══ RECORDS FOR PROCESSING

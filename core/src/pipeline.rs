use crate::collaborators::{CollaboratorError, ImageProcessor, PhotoFetcher};
use crate::config::{ConfigError, Settings};
use crate::grouper::{group_folder, GroupError, GroupOutcome};
use crate::timestamps::TimestampReader;
use crate::workflow::{decide, Action, WorkFolder, WorkflowError};
use indicatif::ProgressBar;
use std::path::PathBuf;
use thiserror::Error;
use tracing::{info, warn};

#[derive(Debug, Error)]
pub enum PipelineError {
    #[error(transparent)]
    Config(#[from] ConfigError),
    #[error(transparent)]
    Workflow(#[from] WorkflowError),
    #[error("no photo fetcher configured; copy photos into {} and run again", folder.display())]
    NoFetcher { folder: PathBuf },
    #[error("photo fetch into {} failed: {source}", folder.display())]
    Fetch {
        folder: PathBuf,
        #[source]
        source: CollaboratorError,
    },
    #[error("grouping {} failed: {source}", folder.display())]
    Group {
        folder: PathBuf,
        #[source]
        source: GroupError,
    },
    #[error("processing {} failed: {source}", folder.display())]
    Process {
        folder: PathBuf,
        #[source]
        source: CollaboratorError,
    },
}

/// The image processor together with the script it runs.
pub struct Processing<'a> {
    pub processor: &'a dyn ImageProcessor,
    pub script: PathBuf,
}

/// Collaborators used by [`run`].
pub struct Collaborators<'a> {
    pub reader: &'a dyn TimestampReader,
    pub fetcher: Option<&'a dyn PhotoFetcher>,
    pub processing: Option<Processing<'a>>,
}

#[derive(Debug)]
pub struct PipelineReport {
    pub action: Action,
    pub folder: WorkFolder,
    pub outcome: GroupOutcome,
    /// True when the image processor ran over the grouped folder.
    pub processed: bool,
}

/// Runs one pipeline cycle against the configured storage root.
pub fn run(
    settings: &Settings,
    collaborators: &Collaborators<'_>,
    progress_bar: &ProgressBar,
) -> Result<PipelineReport, PipelineError> {
    let storage_root = settings.storage_root()?;
    let (action, folder) = decide(
        storage_root,
        &settings.folder_base_pattern,
        &settings.grouped_folder_name,
        &settings.supported_extensions,
    )?;
    info!(%action, folder = %folder.path.display(), "workflow decision");

    if action == Action::AcquirePhotos {
        folder.ensure_exists()?;
        let fetcher = collaborators.fetcher.ok_or_else(|| PipelineError::NoFetcher {
            folder: folder.path.clone(),
        })?;
        fetcher
            .fetch(&folder.path, settings.lookback_hours)
            .map_err(|source| PipelineError::Fetch {
                folder: folder.path.clone(),
                source,
            })?;
    }

    let outcome = group_folder(&folder.path, settings, collaborators.reader, progress_bar)
        .map_err(|source| PipelineError::Group {
            folder: folder.path.clone(),
            source,
        })?;

    let mut processed = false;
    if let GroupOutcome::Grouped(report) = &outcome {
        let grouped_root = report
            .grouped_root
            .clone()
            .unwrap_or_else(|| folder.grouped_path(&settings.grouped_folder_name));
        match &collaborators.processing {
            Some(processing) => {
                processing
                    .processor
                    .process(&processing.script, &grouped_root)
                    .map_err(|source| PipelineError::Process {
                        folder: grouped_root.clone(),
                        source,
                    })?;
                processed = true;
            }
            None => warn!(
                folder = %grouped_root.display(),
                "no image processor configured; stacks left for manual processing"
            ),
        }
    }

    Ok(PipelineReport {
        action,
        folder,
        outcome,
        processed,
    })
}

════

• WHAT TO WORK ON: Exactly the lines from the one containing "let mut processed = false;" through the final line of the records above are needed, copied word for word.

• ANSWER FOR THE TASK:
    let mut processed = false;
    if let GroupOutcome::Grouped(report) = &outcome {
        let grouped_root = report
            .grouped_root
            .clone()
            .unwrap_or_else(|| folder.grouped_path(&settings.grouped_folder_name));
        match &collaborators.processing {
            Some(processing) => {
                processing
                    .processor
                    .process(&processing.script, &grouped_root)
                    .map_err(|source| PipelineError::Process {
                        folder: grouped_root.clone(),
                        source,
                    })?;
                processed = true;
            }
            None => warn!(
                folder = %grouped_root.display(),
                "no image processor configured; stacks left for manual processing"
            ),
        }
    }

    Ok(PipelineReport {
        action,
        folder,
        outcome,
        processed,
    })
}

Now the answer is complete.